Stored data:
------------------------------------

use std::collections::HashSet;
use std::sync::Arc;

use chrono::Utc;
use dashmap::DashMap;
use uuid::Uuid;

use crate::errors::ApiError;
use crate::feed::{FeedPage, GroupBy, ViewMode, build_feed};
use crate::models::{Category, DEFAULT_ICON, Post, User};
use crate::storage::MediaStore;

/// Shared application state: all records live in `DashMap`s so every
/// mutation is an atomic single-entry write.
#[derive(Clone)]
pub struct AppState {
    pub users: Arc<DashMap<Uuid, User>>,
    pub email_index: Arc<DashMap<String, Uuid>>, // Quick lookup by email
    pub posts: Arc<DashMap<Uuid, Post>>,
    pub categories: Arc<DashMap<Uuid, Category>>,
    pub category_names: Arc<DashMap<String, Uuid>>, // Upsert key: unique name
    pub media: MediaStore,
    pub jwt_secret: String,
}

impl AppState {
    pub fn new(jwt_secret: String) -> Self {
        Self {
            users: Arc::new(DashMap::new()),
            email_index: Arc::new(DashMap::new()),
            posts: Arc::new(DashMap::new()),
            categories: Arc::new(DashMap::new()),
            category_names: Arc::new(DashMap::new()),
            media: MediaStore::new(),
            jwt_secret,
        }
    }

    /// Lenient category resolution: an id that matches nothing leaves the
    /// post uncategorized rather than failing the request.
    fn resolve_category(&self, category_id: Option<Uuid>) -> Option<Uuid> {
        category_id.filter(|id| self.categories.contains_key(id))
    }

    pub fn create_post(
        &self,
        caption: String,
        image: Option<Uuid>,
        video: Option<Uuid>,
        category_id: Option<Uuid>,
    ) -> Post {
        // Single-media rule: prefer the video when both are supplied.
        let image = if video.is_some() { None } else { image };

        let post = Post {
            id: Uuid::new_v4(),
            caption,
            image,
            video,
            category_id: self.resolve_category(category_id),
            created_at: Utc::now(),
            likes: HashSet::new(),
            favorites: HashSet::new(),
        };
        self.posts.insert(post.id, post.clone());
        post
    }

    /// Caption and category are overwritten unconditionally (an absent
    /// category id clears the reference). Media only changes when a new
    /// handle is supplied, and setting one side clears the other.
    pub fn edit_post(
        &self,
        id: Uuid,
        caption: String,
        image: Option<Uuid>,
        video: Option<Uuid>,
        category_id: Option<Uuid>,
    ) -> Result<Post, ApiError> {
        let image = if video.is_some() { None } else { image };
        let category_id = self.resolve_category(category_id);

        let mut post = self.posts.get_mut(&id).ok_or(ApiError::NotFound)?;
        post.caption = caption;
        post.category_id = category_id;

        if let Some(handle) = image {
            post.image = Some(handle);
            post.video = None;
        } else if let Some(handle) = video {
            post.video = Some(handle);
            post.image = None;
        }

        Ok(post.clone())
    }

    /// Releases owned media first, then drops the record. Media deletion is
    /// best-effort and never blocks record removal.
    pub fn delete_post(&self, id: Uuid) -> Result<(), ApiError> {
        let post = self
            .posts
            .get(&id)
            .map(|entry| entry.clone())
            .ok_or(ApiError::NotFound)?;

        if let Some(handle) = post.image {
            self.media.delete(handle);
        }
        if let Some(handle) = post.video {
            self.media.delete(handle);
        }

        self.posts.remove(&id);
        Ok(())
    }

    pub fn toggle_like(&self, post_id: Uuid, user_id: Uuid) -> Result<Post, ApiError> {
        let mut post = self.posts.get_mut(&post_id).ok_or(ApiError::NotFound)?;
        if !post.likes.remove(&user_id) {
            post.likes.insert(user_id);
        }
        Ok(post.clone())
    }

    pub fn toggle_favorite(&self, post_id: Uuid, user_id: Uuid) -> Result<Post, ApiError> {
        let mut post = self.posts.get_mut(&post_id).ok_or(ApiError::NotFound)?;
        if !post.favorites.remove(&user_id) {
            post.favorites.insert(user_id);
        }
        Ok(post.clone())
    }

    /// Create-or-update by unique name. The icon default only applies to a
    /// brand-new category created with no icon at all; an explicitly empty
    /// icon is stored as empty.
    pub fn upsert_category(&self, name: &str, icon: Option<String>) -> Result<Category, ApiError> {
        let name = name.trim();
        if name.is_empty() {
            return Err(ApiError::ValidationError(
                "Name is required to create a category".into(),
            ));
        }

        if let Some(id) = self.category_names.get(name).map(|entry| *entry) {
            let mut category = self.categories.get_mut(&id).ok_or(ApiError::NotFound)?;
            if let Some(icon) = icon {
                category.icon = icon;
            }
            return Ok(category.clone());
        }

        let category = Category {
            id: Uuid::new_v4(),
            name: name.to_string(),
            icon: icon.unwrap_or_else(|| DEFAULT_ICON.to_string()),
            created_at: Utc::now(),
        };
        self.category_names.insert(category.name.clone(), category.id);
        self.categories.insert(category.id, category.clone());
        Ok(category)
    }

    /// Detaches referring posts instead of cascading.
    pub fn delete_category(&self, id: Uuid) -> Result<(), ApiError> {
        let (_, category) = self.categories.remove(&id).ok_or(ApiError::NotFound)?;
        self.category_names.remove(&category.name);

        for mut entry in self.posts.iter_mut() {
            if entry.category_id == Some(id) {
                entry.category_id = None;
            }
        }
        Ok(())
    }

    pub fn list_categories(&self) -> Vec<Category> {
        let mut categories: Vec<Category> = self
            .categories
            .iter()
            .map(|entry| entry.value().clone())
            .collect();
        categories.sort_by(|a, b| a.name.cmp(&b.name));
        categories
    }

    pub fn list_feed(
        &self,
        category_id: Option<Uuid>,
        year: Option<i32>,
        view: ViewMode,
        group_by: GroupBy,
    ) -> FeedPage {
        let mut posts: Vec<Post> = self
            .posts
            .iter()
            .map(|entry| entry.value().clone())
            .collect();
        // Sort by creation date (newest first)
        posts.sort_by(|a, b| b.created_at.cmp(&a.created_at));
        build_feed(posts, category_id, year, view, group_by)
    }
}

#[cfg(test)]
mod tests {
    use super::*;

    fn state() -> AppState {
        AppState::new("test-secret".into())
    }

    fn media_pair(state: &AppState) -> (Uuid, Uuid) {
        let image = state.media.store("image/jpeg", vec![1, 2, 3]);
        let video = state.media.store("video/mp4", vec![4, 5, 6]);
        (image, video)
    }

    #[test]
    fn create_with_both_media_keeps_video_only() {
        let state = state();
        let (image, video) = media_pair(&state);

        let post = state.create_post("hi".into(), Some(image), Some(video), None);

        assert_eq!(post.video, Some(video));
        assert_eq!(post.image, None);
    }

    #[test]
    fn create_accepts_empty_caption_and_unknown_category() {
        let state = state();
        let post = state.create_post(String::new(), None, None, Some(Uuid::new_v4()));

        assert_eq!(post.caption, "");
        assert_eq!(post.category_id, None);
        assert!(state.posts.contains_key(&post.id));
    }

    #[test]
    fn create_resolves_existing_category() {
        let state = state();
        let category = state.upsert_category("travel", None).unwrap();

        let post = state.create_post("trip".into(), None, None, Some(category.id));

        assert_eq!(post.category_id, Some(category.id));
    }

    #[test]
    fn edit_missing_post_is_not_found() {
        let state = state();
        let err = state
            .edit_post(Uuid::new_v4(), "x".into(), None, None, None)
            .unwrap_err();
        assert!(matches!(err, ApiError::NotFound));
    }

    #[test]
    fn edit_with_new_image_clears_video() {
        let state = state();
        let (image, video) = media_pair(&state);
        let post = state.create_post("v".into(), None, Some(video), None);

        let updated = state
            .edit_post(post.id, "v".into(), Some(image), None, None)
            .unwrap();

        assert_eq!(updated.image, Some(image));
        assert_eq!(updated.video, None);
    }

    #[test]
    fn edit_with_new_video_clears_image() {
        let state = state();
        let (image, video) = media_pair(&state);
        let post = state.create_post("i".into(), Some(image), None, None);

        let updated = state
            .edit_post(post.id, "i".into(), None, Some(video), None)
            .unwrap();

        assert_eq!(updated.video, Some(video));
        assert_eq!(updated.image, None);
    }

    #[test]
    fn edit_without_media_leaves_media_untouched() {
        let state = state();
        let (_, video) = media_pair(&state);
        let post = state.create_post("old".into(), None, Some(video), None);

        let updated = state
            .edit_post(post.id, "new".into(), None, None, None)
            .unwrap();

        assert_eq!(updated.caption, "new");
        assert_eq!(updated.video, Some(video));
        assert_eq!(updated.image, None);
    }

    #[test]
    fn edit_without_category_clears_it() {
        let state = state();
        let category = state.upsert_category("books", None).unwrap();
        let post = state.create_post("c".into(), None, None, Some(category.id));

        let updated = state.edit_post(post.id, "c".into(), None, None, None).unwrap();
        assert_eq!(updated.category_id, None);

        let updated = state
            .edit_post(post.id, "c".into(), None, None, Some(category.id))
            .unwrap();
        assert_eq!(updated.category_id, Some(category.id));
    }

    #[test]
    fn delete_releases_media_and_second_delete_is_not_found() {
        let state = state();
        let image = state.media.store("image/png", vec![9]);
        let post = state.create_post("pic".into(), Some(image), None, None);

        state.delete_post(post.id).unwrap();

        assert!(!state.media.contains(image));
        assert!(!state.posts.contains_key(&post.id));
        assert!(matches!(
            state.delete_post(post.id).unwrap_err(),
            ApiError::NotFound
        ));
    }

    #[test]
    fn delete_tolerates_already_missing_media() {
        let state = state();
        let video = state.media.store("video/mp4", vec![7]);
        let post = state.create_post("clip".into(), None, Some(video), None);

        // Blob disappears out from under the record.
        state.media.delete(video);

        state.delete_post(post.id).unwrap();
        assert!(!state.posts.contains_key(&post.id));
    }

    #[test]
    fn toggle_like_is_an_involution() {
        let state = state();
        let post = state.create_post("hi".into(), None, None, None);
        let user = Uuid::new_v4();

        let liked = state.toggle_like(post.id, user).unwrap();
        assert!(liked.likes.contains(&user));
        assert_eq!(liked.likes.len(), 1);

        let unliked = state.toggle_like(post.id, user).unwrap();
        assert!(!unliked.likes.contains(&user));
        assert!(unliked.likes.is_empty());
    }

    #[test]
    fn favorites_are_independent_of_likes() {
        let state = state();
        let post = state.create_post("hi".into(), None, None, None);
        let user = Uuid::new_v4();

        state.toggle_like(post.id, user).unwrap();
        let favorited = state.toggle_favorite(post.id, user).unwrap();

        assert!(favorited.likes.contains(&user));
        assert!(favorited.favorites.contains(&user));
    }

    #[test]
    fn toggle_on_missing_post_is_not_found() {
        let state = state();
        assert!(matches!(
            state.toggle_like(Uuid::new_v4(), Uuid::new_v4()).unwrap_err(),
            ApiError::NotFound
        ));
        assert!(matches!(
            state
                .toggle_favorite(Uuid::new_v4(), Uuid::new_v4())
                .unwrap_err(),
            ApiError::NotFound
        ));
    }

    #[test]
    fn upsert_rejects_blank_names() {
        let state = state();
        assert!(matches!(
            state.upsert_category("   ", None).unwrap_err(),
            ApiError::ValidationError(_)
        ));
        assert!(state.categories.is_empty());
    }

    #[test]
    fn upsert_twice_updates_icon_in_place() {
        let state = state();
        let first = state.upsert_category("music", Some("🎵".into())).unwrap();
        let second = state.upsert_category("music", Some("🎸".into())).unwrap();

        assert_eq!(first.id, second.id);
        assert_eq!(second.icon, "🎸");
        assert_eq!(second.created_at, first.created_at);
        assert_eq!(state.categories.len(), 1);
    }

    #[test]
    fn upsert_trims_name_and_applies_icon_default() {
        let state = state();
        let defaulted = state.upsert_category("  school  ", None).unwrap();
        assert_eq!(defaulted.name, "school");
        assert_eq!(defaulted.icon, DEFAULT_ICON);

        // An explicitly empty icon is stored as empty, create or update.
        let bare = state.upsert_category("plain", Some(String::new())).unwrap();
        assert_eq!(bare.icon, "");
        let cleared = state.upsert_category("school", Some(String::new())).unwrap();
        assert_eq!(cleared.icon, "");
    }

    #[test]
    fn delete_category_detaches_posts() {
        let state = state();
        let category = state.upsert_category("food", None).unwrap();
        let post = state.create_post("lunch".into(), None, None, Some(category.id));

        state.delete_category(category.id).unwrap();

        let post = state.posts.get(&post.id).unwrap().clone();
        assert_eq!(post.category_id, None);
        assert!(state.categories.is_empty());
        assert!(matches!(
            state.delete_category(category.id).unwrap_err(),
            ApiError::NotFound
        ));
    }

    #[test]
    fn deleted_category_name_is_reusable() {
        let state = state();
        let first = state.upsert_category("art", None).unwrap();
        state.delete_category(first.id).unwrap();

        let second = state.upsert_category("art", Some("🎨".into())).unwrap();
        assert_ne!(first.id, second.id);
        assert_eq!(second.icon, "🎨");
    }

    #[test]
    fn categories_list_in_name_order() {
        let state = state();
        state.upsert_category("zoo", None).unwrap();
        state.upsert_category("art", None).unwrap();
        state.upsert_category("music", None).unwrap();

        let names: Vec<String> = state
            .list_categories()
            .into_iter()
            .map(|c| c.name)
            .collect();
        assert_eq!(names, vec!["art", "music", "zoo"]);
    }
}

------------------------------------

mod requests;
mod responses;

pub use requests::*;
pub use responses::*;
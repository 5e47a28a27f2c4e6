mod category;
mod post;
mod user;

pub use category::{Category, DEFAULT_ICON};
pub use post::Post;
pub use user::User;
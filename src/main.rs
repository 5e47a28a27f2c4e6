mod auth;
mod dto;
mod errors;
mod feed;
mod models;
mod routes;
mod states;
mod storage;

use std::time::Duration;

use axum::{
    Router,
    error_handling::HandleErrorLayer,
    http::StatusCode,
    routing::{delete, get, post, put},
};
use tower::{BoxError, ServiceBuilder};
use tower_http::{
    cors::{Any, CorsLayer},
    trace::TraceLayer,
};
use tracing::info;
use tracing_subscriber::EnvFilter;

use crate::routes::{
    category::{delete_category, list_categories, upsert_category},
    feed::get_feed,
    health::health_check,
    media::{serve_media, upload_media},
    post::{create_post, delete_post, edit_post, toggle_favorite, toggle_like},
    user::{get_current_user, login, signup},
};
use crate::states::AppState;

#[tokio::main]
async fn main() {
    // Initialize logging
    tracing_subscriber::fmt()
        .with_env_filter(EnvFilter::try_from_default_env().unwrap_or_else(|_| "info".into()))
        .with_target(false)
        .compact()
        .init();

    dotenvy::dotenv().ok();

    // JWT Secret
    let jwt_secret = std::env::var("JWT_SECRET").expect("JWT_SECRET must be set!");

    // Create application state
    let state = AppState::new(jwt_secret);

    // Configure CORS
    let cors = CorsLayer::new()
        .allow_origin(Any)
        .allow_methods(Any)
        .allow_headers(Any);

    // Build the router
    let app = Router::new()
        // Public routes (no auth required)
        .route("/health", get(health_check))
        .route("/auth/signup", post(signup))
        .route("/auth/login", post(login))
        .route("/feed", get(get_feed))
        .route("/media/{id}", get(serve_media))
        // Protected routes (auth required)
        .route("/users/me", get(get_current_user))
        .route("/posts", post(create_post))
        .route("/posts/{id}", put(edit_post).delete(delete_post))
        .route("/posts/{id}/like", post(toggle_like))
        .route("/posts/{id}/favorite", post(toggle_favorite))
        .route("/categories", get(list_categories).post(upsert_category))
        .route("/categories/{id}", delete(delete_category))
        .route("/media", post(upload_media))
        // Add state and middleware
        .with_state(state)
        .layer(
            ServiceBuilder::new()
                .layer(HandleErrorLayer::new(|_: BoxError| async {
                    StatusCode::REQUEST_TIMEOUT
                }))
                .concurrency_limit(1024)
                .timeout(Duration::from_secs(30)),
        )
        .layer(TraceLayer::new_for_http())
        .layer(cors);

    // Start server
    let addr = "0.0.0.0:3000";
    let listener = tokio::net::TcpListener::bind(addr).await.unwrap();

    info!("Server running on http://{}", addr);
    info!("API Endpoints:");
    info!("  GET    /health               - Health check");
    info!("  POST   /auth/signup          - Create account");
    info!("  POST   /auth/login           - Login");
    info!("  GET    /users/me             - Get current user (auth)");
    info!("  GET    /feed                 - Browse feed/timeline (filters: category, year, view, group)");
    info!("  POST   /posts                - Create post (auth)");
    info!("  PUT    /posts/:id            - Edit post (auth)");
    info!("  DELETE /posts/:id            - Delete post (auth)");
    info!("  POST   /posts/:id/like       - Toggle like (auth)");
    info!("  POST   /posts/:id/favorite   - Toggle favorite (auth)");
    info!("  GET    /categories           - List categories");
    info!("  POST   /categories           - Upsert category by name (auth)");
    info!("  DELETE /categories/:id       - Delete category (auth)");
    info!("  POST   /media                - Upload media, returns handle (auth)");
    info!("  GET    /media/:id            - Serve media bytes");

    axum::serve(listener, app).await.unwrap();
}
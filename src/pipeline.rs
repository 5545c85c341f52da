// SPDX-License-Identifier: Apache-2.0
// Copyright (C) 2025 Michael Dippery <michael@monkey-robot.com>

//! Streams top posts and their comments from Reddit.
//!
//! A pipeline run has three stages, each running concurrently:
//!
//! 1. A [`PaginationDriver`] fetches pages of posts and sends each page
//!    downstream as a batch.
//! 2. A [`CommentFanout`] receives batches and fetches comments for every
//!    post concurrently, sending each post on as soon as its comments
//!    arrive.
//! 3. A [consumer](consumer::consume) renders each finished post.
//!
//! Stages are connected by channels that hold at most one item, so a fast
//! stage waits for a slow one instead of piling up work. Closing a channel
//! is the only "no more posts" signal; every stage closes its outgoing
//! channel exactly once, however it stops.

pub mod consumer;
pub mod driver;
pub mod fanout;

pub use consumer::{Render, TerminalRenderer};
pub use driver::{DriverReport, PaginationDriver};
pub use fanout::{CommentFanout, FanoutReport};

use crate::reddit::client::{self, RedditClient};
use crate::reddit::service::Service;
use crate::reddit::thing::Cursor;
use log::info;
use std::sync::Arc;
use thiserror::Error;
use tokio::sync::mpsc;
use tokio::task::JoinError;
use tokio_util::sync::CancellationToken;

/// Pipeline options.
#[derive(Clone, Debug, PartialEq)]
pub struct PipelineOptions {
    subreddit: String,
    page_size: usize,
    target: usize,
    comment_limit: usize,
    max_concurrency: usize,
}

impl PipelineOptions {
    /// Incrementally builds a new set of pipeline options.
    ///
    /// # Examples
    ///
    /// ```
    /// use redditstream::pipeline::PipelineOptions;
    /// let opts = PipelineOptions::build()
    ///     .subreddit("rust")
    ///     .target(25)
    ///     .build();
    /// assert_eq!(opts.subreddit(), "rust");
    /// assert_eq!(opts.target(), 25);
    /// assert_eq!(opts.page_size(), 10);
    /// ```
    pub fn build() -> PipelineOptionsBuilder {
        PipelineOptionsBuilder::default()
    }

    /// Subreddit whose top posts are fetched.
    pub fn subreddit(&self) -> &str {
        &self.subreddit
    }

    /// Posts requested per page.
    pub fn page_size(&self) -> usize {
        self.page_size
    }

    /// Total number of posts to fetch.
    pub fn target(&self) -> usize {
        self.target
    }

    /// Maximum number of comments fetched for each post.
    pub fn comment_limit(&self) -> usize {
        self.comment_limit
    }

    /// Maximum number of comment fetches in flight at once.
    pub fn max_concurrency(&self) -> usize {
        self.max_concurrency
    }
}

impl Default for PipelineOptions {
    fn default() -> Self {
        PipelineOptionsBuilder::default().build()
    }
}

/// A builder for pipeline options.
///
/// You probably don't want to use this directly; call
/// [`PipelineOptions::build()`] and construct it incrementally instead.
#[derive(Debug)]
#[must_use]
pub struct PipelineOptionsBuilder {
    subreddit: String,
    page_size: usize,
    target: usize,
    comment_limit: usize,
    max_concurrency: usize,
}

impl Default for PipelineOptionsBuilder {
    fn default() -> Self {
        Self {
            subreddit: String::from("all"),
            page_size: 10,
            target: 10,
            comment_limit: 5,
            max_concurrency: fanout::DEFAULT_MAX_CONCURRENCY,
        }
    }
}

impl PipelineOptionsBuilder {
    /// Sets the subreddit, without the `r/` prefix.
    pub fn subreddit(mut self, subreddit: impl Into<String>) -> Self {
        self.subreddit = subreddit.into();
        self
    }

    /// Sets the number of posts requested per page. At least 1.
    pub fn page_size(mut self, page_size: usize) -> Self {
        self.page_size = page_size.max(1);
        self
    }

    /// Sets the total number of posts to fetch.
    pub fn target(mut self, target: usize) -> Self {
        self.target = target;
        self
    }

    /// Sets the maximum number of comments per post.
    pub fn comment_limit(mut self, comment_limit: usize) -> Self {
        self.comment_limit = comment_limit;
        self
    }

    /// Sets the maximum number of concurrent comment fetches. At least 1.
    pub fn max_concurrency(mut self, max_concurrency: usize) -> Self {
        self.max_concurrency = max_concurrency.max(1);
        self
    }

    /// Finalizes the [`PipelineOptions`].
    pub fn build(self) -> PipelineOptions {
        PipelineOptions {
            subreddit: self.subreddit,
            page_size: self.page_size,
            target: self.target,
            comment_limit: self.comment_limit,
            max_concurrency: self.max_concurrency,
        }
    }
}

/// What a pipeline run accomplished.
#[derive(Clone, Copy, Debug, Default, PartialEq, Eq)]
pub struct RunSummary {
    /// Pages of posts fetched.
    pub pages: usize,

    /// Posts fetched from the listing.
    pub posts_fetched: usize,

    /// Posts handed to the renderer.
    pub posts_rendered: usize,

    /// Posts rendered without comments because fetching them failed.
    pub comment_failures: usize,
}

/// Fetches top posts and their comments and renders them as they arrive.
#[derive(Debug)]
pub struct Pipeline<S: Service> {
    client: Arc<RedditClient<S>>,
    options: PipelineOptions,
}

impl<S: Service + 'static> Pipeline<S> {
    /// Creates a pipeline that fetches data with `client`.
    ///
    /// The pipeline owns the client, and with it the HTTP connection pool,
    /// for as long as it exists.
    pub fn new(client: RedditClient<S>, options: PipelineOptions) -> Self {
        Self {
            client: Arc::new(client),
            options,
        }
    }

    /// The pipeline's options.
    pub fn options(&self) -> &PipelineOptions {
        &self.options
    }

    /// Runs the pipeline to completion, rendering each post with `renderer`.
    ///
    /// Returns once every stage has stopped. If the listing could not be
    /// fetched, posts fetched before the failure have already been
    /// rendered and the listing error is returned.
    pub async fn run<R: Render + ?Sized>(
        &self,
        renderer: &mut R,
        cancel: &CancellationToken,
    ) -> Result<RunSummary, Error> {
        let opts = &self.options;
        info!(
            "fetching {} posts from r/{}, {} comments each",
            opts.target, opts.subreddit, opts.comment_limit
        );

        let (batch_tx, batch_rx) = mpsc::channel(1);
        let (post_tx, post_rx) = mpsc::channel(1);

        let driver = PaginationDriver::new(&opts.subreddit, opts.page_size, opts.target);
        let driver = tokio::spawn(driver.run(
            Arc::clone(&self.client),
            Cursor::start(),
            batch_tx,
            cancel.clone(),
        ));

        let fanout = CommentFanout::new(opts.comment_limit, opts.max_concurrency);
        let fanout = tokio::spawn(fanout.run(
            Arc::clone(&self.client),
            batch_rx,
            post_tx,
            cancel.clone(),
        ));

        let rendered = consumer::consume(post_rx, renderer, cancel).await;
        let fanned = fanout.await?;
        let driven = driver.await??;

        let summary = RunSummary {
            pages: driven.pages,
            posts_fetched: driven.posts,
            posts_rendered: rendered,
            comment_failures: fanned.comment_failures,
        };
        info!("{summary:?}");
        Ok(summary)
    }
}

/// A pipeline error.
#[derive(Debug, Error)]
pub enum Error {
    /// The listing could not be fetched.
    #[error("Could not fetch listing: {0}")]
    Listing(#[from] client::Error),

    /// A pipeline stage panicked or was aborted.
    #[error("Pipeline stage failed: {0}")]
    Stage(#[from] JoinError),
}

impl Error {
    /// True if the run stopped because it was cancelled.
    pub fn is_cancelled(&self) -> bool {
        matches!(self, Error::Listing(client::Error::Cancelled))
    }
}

------------------------------------

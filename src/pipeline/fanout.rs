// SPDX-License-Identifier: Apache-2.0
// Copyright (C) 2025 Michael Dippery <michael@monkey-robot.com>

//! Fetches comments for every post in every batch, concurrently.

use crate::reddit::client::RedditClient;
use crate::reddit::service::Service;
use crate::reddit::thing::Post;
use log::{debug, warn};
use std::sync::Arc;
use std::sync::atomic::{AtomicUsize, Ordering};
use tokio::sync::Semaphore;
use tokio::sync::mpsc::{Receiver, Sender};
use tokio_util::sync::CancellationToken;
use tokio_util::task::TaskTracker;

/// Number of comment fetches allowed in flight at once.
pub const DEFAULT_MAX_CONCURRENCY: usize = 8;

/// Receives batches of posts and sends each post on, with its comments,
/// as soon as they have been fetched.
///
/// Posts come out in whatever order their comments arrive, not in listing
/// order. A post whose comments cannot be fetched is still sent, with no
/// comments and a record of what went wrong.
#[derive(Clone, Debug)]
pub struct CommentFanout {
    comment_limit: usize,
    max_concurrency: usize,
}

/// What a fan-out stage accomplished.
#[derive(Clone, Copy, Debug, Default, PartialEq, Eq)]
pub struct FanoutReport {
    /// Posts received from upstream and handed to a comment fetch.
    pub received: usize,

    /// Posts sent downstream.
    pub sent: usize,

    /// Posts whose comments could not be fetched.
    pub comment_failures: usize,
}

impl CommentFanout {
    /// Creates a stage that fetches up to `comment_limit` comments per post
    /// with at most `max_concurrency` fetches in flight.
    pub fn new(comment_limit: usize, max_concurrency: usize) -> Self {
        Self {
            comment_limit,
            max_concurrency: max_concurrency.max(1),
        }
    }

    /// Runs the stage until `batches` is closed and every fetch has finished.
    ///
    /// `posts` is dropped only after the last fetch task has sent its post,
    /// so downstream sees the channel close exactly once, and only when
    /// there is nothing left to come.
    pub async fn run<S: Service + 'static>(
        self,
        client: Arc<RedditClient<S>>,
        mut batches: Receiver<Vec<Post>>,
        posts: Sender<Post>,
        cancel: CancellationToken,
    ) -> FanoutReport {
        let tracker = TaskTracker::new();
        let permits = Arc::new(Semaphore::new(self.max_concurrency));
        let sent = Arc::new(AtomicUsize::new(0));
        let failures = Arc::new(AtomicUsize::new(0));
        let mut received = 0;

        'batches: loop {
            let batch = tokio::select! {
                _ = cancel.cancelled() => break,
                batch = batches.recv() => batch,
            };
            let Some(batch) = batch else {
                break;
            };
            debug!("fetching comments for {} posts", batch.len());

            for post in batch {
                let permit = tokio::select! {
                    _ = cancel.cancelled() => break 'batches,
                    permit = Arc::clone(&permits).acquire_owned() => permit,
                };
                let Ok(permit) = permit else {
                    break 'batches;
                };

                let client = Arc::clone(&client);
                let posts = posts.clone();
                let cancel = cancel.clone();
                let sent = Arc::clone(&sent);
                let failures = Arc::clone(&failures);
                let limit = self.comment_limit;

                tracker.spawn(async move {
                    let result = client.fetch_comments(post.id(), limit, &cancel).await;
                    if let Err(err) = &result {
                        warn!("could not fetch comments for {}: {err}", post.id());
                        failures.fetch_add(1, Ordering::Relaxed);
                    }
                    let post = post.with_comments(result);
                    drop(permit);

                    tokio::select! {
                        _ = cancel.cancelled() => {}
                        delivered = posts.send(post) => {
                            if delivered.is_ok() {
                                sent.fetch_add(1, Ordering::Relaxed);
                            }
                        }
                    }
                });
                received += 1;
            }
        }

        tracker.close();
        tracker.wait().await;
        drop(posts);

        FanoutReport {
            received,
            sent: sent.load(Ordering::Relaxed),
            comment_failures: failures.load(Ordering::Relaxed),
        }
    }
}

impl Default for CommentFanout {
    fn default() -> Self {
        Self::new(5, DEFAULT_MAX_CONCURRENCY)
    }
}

------------------------------------

Instructions to follow →
Working from the entries above, filter out every line that lacks "derive" and copy what remains.

Response to this task →
#[derive(Clone)]
#[derive(Clone, Debug, PartialEq)]
#[derive(Debug)]
#[derive(Clone, Copy, Debug, Default, PartialEq, Eq)]
#[derive(Debug)]
#[derive(Debug, Error)]
#[derive(Clone, Debug)]
#[derive(Clone, Copy, Debug, Default, PartialEq, Eq)]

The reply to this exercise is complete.